Consciente de los problemas que acarrea hacer pivotar la atribución de dignidad al mero hecho de pertenecer a una especie biológica, Alfredo Marcos (2018) ha hecho una propuesta interesante. Considera que, en el contexto de las discusiones éticas, el concepto de especie biológica sólo introduce confusión, como muestra el caso que venimos discutiendo. Se trata de un concepto abstracto y polisémico. Por ello, propone que la referencia ética recaiga sobre individuos o poblaciones concretas. En lo que se refiere a la atribución de derechos y de dignidad, Marcos considera que el criterio no debe ser otro que el de la pertenencia a la «familia humana», que es la expresión que explícitamente se usa en el preámbulo de la Declaración Universal de los Derechos Humanos de 1948. Aunque esta propuesta merece mayor desarrollo, se enfrenta a algunas dificultades. Es difícil ver, por ejemplo, cómo entender la familia humana si no es de un modo filogenético, es decir, es miembro de la familia humana todo aquel que desciende de un ser humano. Pero esto es en realidad un modo indirecto de hablar de la especie humana en sentido biológico, con lo cual el problema permanece. Persiste, además, una ambigüedad en la propuesta de Alfredo Marcos que convendría resolver. Por un lado, la atribución de la dignidad humana se basa en la mera pertenencia a la familia humana, por otro lado (véase nota anterior), se nos dice que para poseer dignidad, al igual que derechos, hay que ser un agente capaz de tener obligaciones y deberes. Pero ambas cosas no tienen por qué ser idénticas.
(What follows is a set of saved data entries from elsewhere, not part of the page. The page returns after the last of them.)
//! Integration tests for the workflow hosts
//!
//! This test suite covers:
//! - Registration confirmation
//! - Password reset from the login page
//! - Change password with the session identity and delayed close
//! - Open/close lifecycle

use async_trait::async_trait;
use bikego_adapter_memory::MemorySessionStore;
use bikego_core::{ClientError, ClientResult, Role, Session, SessionContext, SessionUser};
use bikego_email_otp::{
    AuthApi, HostError, LoginResponse, RegistrationRequest, StepOutcome, WorkflowConfig,
    WorkflowHost, WorkflowStep,
};
use mockall::mock;
use std::sync::Arc;
use std::time::Duration;

mock! {
    pub Api {}

    #[async_trait]
    impl AuthApi for Api {
        async fn register(&self, request: &RegistrationRequest) -> ClientResult<String>;
        async fn verify_registration(&self, email: &str, otp: &str) -> ClientResult<String>;
        async fn forgot_password(&self, email: &str) -> ClientResult<String>;
        async fn reset_password(
            &self,
            email: &str,
            otp: &str,
            new_password: &str,
        ) -> ClientResult<String>;
        async fn login(&self, identifier: &str, password: &str) -> ClientResult<LoginResponse>;
    }
}

fn registration_request() -> RegistrationRequest {
    RegistrationRequest {
        first_name: "An".into(),
        last_name: "Nguyen".into(),
        email: "an@example.com".into(),
        phone: "0900000000".into(),
        password: "secret1".into(),
    }
}

fn signed_in(email: Option<&str>) -> SessionContext {
    let mut user = SessionUser::new(3, "An", Role::Customer);
    if let Some(email) = email {
        user = user.with_email(email);
    }
    let store = MemorySessionStore::with_session(Session::new("tok", user));
    SessionContext::new(Arc::new(store))
}

mod registration_tests {
    use super::*;

    #[tokio::test]
    async fn test_registration_confirmation() {
        let mut api = MockApi::new();
        api.expect_register()
            .times(1)
            .returning(|_| Ok("Registration successful. Please check your email.".into()));
        api.expect_verify_registration()
            .withf(|email, otp| email == "an@example.com" && otp == "246810")
            .times(1)
            .returning(|_, _| Ok("Account verified".into()));

        let host = WorkflowHost::registration(
            Arc::new(api),
            registration_request(),
            WorkflowConfig::default(),
        );
        assert_eq!(
            host.open().await.unwrap(),
            StepOutcome::Accepted(WorkflowStep::AwaitingCode)
        );

        let workflow = host.workflow().unwrap();
        assert_eq!(workflow.identity(), "an@example.com");
        workflow.handle_paste("246810");
        assert_eq!(
            workflow.submit_code().await,
            StepOutcome::Accepted(WorkflowStep::Succeeded)
        );

        let confirmation = host.confirmation().unwrap();
        assert_eq!(confirmation.message, "Account verified successfully");
        assert_eq!(confirmation.redirect.as_deref(), Some("/login"));
        assert_eq!(confirmation.close_after, None);
        assert!(host.is_open());
    }

    #[tokio::test]
    async fn test_open_is_idempotent() {
        let mut api = MockApi::new();
        api.expect_register().times(1).returning(|_| Ok(String::new()));

        let host = WorkflowHost::registration(
            Arc::new(api),
            registration_request(),
            WorkflowConfig::default(),
        );
        host.open().await.unwrap();
        let first = host.workflow().unwrap().id();

        assert_eq!(host.open().await.unwrap(), StepOutcome::Ignored);
        assert_eq!(host.workflow().unwrap().id(), first);
    }
}

mod reset_tests {
    use super::*;

    #[tokio::test]
    async fn test_forgot_password_flow() {
        let mut api = MockApi::new();
        api.expect_forgot_password()
            .withf(|email| email == "an@example.com")
            .returning(|_| Ok("OTP sent".into()));
        api.expect_reset_password()
            .withf(|email, otp, new_password| {
                email == "an@example.com" && otp == "135790" && new_password == "newpass1"
            })
            .times(1)
            .returning(|_, _, _| Ok("Password reset".into()));

        let host =
            WorkflowHost::password_reset(Arc::new(api), "an@example.com", WorkflowConfig::default());
        host.open().await.unwrap();

        let workflow = host.workflow().unwrap();
        workflow.handle_paste("135790");
        workflow.submit_code().await;
        workflow.set_new_secret("newpass1");
        workflow.set_confirm_secret("newpass1");
        assert_eq!(
            workflow.submit_new_secret().await,
            StepOutcome::Accepted(WorkflowStep::Succeeded)
        );

        let confirmation = host.confirmation().unwrap();
        assert_eq!(confirmation.message, "Password reset successfully");
        assert_eq!(confirmation.redirect.as_deref(), Some("/login"));
    }

    #[tokio::test]
    async fn test_unknown_email_shows_detail() {
        let mut api = MockApi::new();
        api.expect_forgot_password()
            .returning(|_| Err(ClientError::api(404, Some("Email not found".into()))));

        let host =
            WorkflowHost::password_reset(Arc::new(api), "nobody@example.com", WorkflowConfig::default());
        assert_eq!(
            host.open().await.unwrap(),
            StepOutcome::Rejected("Email not found".into())
        );
        assert_eq!(host.workflow().unwrap().step(), WorkflowStep::Dispatching);
    }
}

mod change_password_tests {
    use super::*;

    fn succeeding_api() -> MockApi {
        let mut api = MockApi::new();
        api.expect_forgot_password()
            .withf(|email| email == "an@example.com")
            .returning(|_| Ok("OTP sent".into()));
        api.expect_reset_password()
            .returning(|_, _, _| Ok("Password reset".into()));
        api
    }

    async fn complete(host: &WorkflowHost) {
        host.open().await.unwrap();
        let workflow = host.workflow().unwrap();
        workflow.handle_paste("112233");
        workflow.submit_code().await;
        workflow.set_new_secret("changed1");
        workflow.set_confirm_secret("changed1");
        assert_eq!(
            workflow.submit_new_secret().await,
            StepOutcome::Accepted(WorkflowStep::Succeeded)
        );
    }

    #[tokio::test(start_paused = true)]
    async fn test_dialog_closes_after_delay() {
        let host = WorkflowHost::change_password(
            Arc::new(succeeding_api()),
            signed_in(Some("an@example.com")),
            WorkflowConfig::default(),
        );
        complete(&host).await;

        let confirmation = host.confirmation().unwrap();
        assert_eq!(confirmation.message, "Password changed successfully");
        assert_eq!(confirmation.redirect, None);
        assert_eq!(confirmation.close_after, Some(Duration::from_secs(2)));

        tokio::time::sleep(Duration::from_millis(1900)).await;
        assert!(host.is_open());

        tokio::time::sleep(Duration::from_millis(200)).await;
        assert!(!host.is_open());
        assert!(matches!(host.workflow(), Err(HostError::NotOpen)));
    }

    #[tokio::test(start_paused = true)]
    async fn test_close_cancels_pending_close() {
        let host = WorkflowHost::change_password(
            Arc::new(succeeding_api()),
            signed_in(Some("an@example.com")),
            WorkflowConfig::default(),
        );
        complete(&host).await;

        assert!(host.close());
        assert!(host.confirmation().is_none());
        host.open().await.unwrap();
        let reopened = host.workflow().unwrap();
        assert_eq!(reopened.step(), WorkflowStep::AwaitingCode);

        tokio::time::sleep(Duration::from_secs(3)).await;
        assert!(host.is_open());
        assert_eq!(host.workflow().unwrap().id(), reopened.id());
    }

    #[tokio::test]
    async fn test_requires_session() {
        let api = MockApi::new();
        let store = MemorySessionStore::new();
        let host = WorkflowHost::change_password(
            Arc::new(api),
            SessionContext::new(Arc::new(store)),
            WorkflowConfig::default(),
        );

        assert_eq!(
            host.open().await,
            Err(HostError::Client(ClientError::NotAuthenticated))
        );
        assert!(!host.is_open());
    }

    #[tokio::test]
    async fn test_session_without_email() {
        let host = WorkflowHost::change_password(
            Arc::new(MockApi::new()),
            signed_in(None),
            WorkflowConfig::default(),
        );
        assert_eq!(
            host.open().await,
            Err(HostError::Client(ClientError::MissingIdentity))
        );
    }
}

mod lifecycle_tests {
    use super::*;

    #[tokio::test]
    async fn test_close_discards_workflow() {
        let mut api = MockApi::new();
        api.expect_forgot_password()
            .times(2)
            .returning(|_| Ok(String::new()));

        let host =
            WorkflowHost::password_reset(Arc::new(api), "an@example.com", WorkflowConfig::default());
        assert!(!host.close());

        host.open().await.unwrap();
        let first = host.workflow().unwrap();
        first.handle_paste("12");

        assert!(host.close());
        assert_eq!(first.step(), WorkflowStep::Dispatching);
        assert!(!first.is_countdown_running());

        host.open().await.unwrap();
        let second = host.workflow().unwrap();
        assert_ne!(second.id(), first.id());
        assert_eq!(second.snapshot().code, vec![""; 6]);
    }
}
//! Card sequences: the opening story lines and the title cards.
//!
//! Each card fades in, holds, and fades out on one caption layer; after the last
//! card the layer gets an optional outro before it is detached.

use serde::{Deserialize, Serialize};

use crate::api::stage::CaptionSurface;
use crate::api::types::CaptionLayer;
use crate::core::delay::{DelayHandle, DelayStatus, Delays};

/// One card of text.
#[derive(Debug, Clone, PartialEq, Eq, Serialize, Deserialize)]
pub struct Card {
    pub text: String,
    /// Hold time on top of the sequence's common hold.
    #[serde(default)]
    pub extra_hold_ms: u64,
}

impl Card {
    pub fn new(text: impl Into<String>) -> Self {
        Self { text: text.into(), extra_hold_ms: 0 }
    }

    pub fn with_extra_hold(mut self, ms: u64) -> Self {
        self.extra_hold_ms = ms;
        self
    }
}

/// Timing and copy for a card sequence.
///
/// Missing fields take the story-line defaults.
#[derive(Debug, Clone, PartialEq, Eq, Serialize, Deserialize)]
#[serde(default)]
pub struct CardSequenceConfig {
    pub cards: Vec<Card>,
    pub fade_in_ms: u64,
    /// Common hold while a card is fully visible.
    pub hold_ms: u64,
    pub fade_out_ms: u64,
    /// Wait after the last card before the layer is detached.
    pub outro_ms: u64,
}

impl CardSequenceConfig {
    /// Story-line timing: 600 ms in, 3 s hold, 500 ms out.
    pub fn narration() -> Self {
        Self {
            cards: Vec::new(),
            fade_in_ms: 600,
            hold_ms: 3000,
            fade_out_ms: 500,
            outro_ms: 0,
        }
    }

    /// Title-card timing: 600 ms in, 2.5 s hold, 500 ms out, 500 ms outro.
    pub fn title() -> Self {
        Self {
            hold_ms: 2500,
            outro_ms: 500,
            ..Self::narration()
        }
    }

    pub fn with_cards(mut self, cards: Vec<Card>) -> Self {
        self.cards = cards;
        self
    }

    /// Total time the sequence takes.
    pub fn duration_ms(&self) -> u64 {
        let per_card: u64 = self
            .cards
            .iter()
            .map(|c| {
                self.fade_in_ms
                    .saturating_add(self.hold_ms)
                    .saturating_add(c.extra_hold_ms)
                    .saturating_add(self.fade_out_ms)
            })
            .fold(0, u64::saturating_add);
        per_card.saturating_add(self.outro_ms)
    }
}

impl Default for CardSequenceConfig {
    fn default() -> Self {
        Self::narration()
    }
}

#[derive(Debug, Clone, Copy, PartialEq, Eq)]
enum Step {
    Idle,
    /// Card `index` is fading in or holding.
    Showing { index: usize, handle: DelayHandle },
    /// Card `index` is fading out.
    Leaving { index: usize, handle: DelayHandle },
    Outro(DelayHandle),
    Done,
}

#[derive(Debug)]
pub struct CardSequence {
    config: CardSequenceConfig,
    layer: CaptionLayer,
    delays: Delays,
    step: Step,
}

impl CardSequence {
    pub fn new(config: CardSequenceConfig, layer: CaptionLayer) -> Self {
        Self {
            config,
            layer,
            delays: Delays::new(),
            step: Step::Idle,
        }
    }

    /// Show the first card at `now_ms`. Returns false if already started.
    pub fn start<S: CaptionSurface + ?Sized>(&mut self, now_ms: u64, stage: &mut S) -> bool {
        if self.step != Step::Idle {
            return false;
        }
        self.delays.rebase(now_ms);
        self.show(0, stage);
        true
    }

    /// Advance to `now_ms`. Returns true on the tick the sequence finishes.
    pub fn tick<S: CaptionSurface + ?Sized>(&mut self, now_ms: u64, stage: &mut S) -> bool {
        loop {
            let handle = match self.step {
                Step::Showing { handle, .. } | Step::Leaving { handle, .. } | Step::Outro(handle) => handle,
                Step::Idle | Step::Done => return false,
            };
            if self.delays.poll(handle, now_ms) != DelayStatus::Elapsed {
                return false;
            }
            match self.step {
                Step::Showing { index, .. } => {
                    stage.hide_caption(self.layer, self.config.fade_out_ms);
                    let handle = self.delays.wait(self.config.fade_out_ms);
                    self.step = Step::Leaving { index, handle };
                }
                Step::Leaving { index, .. } => self.show(index + 1, stage),
                Step::Outro(_) => {
                    stage.detach_caption(self.layer);
                    self.step = Step::Done;
                    return true;
                }
                Step::Idle | Step::Done => return false,
            }
        }
    }

    fn show<S: CaptionSurface + ?Sized>(&mut self, index: usize, stage: &mut S) {
        match self.config.cards.get(index) {
            Some(card) => {
                stage.show_caption(self.layer, &card.text, self.config.fade_in_ms);
                let hold = self
                    .config
                    .fade_in_ms
                    .saturating_add(self.config.hold_ms)
                    .saturating_add(card.extra_hold_ms);
                let handle = self.delays.wait(hold);
                self.step = Step::Showing { index, handle };
            }
            None => {
                let handle = self.delays.wait(self.config.outro_ms);
                self.step = Step::Outro(handle);
            }
        }
    }

    pub fn is_started(&self) -> bool {
        self.step != Step::Idle
    }

    pub fn is_done(&self) -> bool {
        self.step == Step::Done
    }

    /// Index of the card on screen.
    pub fn current_card(&self) -> Option<usize> {
        match self.step {
            Step::Showing { index, .. } | Step::Leaving { index, .. } => Some(index),
            _ => None,
        }
    }

    pub fn config(&self) -> &CardSequenceConfig {
        &self.config
    }
}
Cabe imaginar futuros seres poshumanos o también máquinas inteligentes que, sin pertenecer a la familia humana, serían agentes con capacidad para asumir esos deberes.

Pese a estos orígenes filosóficos localizados y modestos en su alcance público, el uso jurídico del concepto de dignidad empezó a extenderse después de la Segunda Guerra Mundial. Como una reacción ante tanta barbarie, se alimentó entonces la esperanza de que fuera capaz de servir como fundamento filosófico a los derechos humanos y como resorte eficaz en la defensa del Estado de derecho. Aparece con esa función, por ejemplo, en la Carta de Naciones Unidas, de 1945, en la Declaración Universal de Derechos humanos, de 1948, y en el comienzo de la constitución alemana, de 1949.

En las últimas décadas, desde ese ámbito teórico ha pasado al de la bioética, en especial a la de inspiración católica y/o kantiana, convirtiéndose en un concepto central en dicha disciplina.[2] Se apela con frecuencia a la dignidad humana para pedir la prohibición de diversas biotecnologías que, supuestamente, instrumentalizarían o cosificarían al ser humano en caso de que les fueran aplicadas. Se utilizó así contra la inseminación artificial, contra la fecundación in vitro, contra la clonación reproductiva, contra la investigación con células madres y con embriones humanos, contra la creación de embriones animales con células humanas (quimeras e híbridos citoplasmáticos), y hoy se utiliza del mismo modo en contra de la edición genética de la línea germinal en nuestra especie.